El antecedente inmediato.
Desde octubre de 2019 se recrudecieron las denuncias contra el modelo económico chileno, tan desigual y alabado por las élites internacionales, en medio de manifestaciones que tomaron las calles por asalto, donde atestiguamos actos de vandalismo, violencia y abuso policial contra civiles.
Por aquellos días, el arrojo de un grupo de chicas que se brincaron los torniquetes del metro en Santiago, ante el encarecimiento de las tarifas, quedó marcado como el precedente de lo que se ha vivido en las últimas semanas. Más allá de la escena simbólica y poderosa de las pibas plantándole cara a los pacos mientras se saltaban la entrada al metro, el pueblo chileno viene arrastrando una afrenta sistematizada contra su propia dignidad.
Con problemas como la privatización de la educación y el endeudamiento obligado para acceder a la educación y después deslomarse trabajando para pagar esa deuda; pensiones privatizadas que reducen la calidad de vida de los jubilados, que solamente ven cómo sus líderes especulan con el fruto de sus desvelos; un sistema de salud privatizado que ha provocado miles de muertes en las salas de espera de los hospitales; simplemente es una situación insostenible.
Se trata del claro reflejo de la fealdad humanoide que tiene el neoliberalismo rancio y putrefacto, que se ha ensañado de manera cruenta con Chile, convirtiéndolo en una nación macroeconómicamente próspera, pero al mismo tiempo profundamente desigual.
El “apruebo” contra la ley pinochetista.
Mediante la movilización y presión social en las calles, los chilenos han conseguido echar abajo la constitución heredada por la dictadura de Augusto Pinochet que ha estado vigente desde 1980, considerada una herencia ilegítima de un régimen que sigue causando división en el país, y que dejó más de 3 mil muertos y unas 40 mil víctimas de violencia política.

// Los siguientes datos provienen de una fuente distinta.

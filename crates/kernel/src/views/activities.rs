//! Activities catalog view.

use crate::gather::{ActivityFilter, Facet, GatherResult, activity_category_options, gather};
use crate::models::Activity;

/// Activity cards with the category selector.
#[derive(Debug, Clone)]
pub struct ActivitiesView {
    activities: Vec<Activity>,
    filter: ActivityFilter,
}

impl ActivitiesView {
    pub fn new(activities: Vec<Activity>) -> Self {
        Self {
            activities,
            filter: ActivityFilter::default(),
        }
    }

    pub fn filter(&self) -> &ActivityFilter {
        &self.filter
    }

    pub fn set_category(&mut self, category: impl Into<Facet>) {
        self.filter.category = category.into();
    }

    pub fn clear_filters(&mut self) {
        self.filter = ActivityFilter::default();
    }

    pub fn category_options(&self) -> Vec<String> {
        activity_category_options()
    }

    pub fn visible(&self) -> GatherResult<'_, Activity> {
        gather(&self.activities, &self.filter.predicate())
    }
}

Con este triunfo se activa un referéndum para que se redacte una nueva carta magna para el país que, si bien no es una solución mágica, por el momento sabe a una victoria con justicia, y es así como millones de chilenos perciben esta nueva etapa. Fue algo prometido desde 2009, siendo la expresidenta Michelle Bachelet quien puso en las demandas sociales la necesidad de una nueva ley nacional.
La gente tiene años exigiendo una reforma al sistema de pensiones, derechos indígenas y ambientales, un acceso más justo a la salud y a la educación; es decir, un gran contraste con la constitución actual, que favorece a los intereses privados por encima de los del estado, incluso en los bienes sociales y servicios más básicos.

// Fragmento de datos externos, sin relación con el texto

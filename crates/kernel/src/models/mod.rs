//! Catalog records.

pub mod activity;
pub mod event;
pub mod image;

pub use activity::{Activity, ActivityCategory, Difficulty};
pub use event::{AdventureEvent, Coordinates, EventType, MONTH_ORDER, month_rank};
pub use image::GalleryImage;
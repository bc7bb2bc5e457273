//! Kembara catalog kernel library.
//!
//! In-memory record stores and the query logic behind the club site's
//! annual plan, photo gallery and activities pages. The `kembara` binary
//! is a command-line front end over the same views.

pub mod config;
pub mod content;
pub mod error;
pub mod gallery;
pub mod gather;
pub mod models;
pub mod views;
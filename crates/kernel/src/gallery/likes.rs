//! Session-only likes.
//!
//! Liking an image adds its id to the set; the stored like count on the
//! image stays as it was. Likes are not persisted past the session.

use std::collections::BTreeSet;

use serde::{Deserialize, Serialize};

use crate::models::GalleryImage;

/// Ids the visitor has liked this session.
#[derive(Debug, Clone, Default, PartialEq, Eq, Serialize, Deserialize)]
#[serde(transparent)]
pub struct LikedSet {
    ids: BTreeSet<u32>,
}

impl LikedSet {
    pub fn new() -> Self {
        Self::default()
    }

    /// Flip the like on `id`. Returns whether the image is now liked.
    pub fn toggle(&mut self, id: u32) -> bool {
        if self.ids.remove(&id) {
            false
        } else {
            self.ids.insert(id);
            true
        }
    }

    pub fn contains(&self, id: u32) -> bool {
        self.ids.contains(&id)
    }

    pub fn len(&self) -> usize {
        self.ids.len()
    }

    pub fn is_empty(&self) -> bool {
        self.ids.is_empty()
    }

    /// Stored count plus this session's like.
    pub fn display_likes(&self, image: &GalleryImage) -> u32 {
        image.likes + u32::from(self.contains(image.id))
    }
}

#[cfg(test)]
#[allow(clippy::unwrap_used, clippy::expect_used)]
mod tests {
    use super::*;
    use crate::content::ContentStore;

    #[test]
    fn toggle_flips_membership() {
        let mut liked = LikedSet::new();

        assert!(liked.toggle(3));
        assert!(liked.contains(3));
        assert!(!liked.toggle(3));
        assert!(liked.is_empty());
    }

    #[test]
    fn display_likes_overlays_stored_count() {
        let images = ContentStore::load().unwrap().gallery.initial;
        let first = &images[0];
        let mut liked = LikedSet::new();

        assert_eq!(liked.display_likes(first), 245);
        liked.toggle(first.id);
        assert_eq!(liked.display_likes(first), 246);
        assert_eq!(first.likes, 245);
    }

    #[test]
    fn serializes_as_id_list() {
        let mut liked = LikedSet::new();
        liked.toggle(7);
        liked.toggle(2);

        assert_eq!(serde_json::to_string(&liked).unwrap(), "[2,7]");
    }
}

El siguiente paso será en abril de 2021, cuando se elija la Convención Constituyente mediante el voto popular y respetando una paridad de género. Este órgano constituyente tendrá a partir de entonces un año para darle una nueva ley a los chilenos.
La aparente legitimidad del “apruebo”, que tuvo más de 78% de votos a favor, se da en medio de una creciente desconfianza en las figuras políticas, empezando con las fuertes críticas contra el actual mandatario, Sebastián Piñera, la desconfianza en una izquierda radical representada por el Frente Amplio y el Partido Comunista, una derecha conservadora que se niega a evolucionar, y muchos sectores que piden una conciliación que permita mayor economía social de mercado, prosperidad y derechos para todos.
La dificultad de la hoja en blanco.
Ahora, los chilenos tienen una hoja en blanco enfrente para definir su futuro, y es necesario que en ella se dibujen los dolores padecidos por generaciones enteras con las que el estado está en deuda, en dirección a ese nuevo futuro.
Si bien para algunos sectores es una victoria contundente, es cierto lo que muchos analistas han señalado, respecto a que este “apruebo” sabe más a una salida institucional a la crisis social que arrastra el país, y que sólo podía ser interrumpida de esta manera. La representatividad de los chilenos en esta Convención Constituyente será clave, ya que su credibilidad será puesta a prueba, ante el descontento de la población con sus élites gobernantes.
Porque lo que reclaman la mayoría de los chilenos es una vida más justa y digna, no una nueva constitución, y muchos ven esta oportunidad solamente como una salida política y diplomática para disfrazar los problemas sociales más profundos.
Aún bajo estas circunstancias, se trata de una lección histórica monumental la que nos está dando Chile a toda Latinoamérica.
Un recordatorio para las cúpulas de que por más presión que se meta al pueblo, por más abusos, aumentos y restricciones, la esperanza prevalece; a pesar del dolor y de la impotencia, el ímpetu de humanidad jamás será arrasado por ningún sistema. Un llamado a derribar las brechas entre derechas e izquierdas, patriotas, progresistas o feministas.
Porque al final, toda postura es insostenible si no existe primero la dignidad.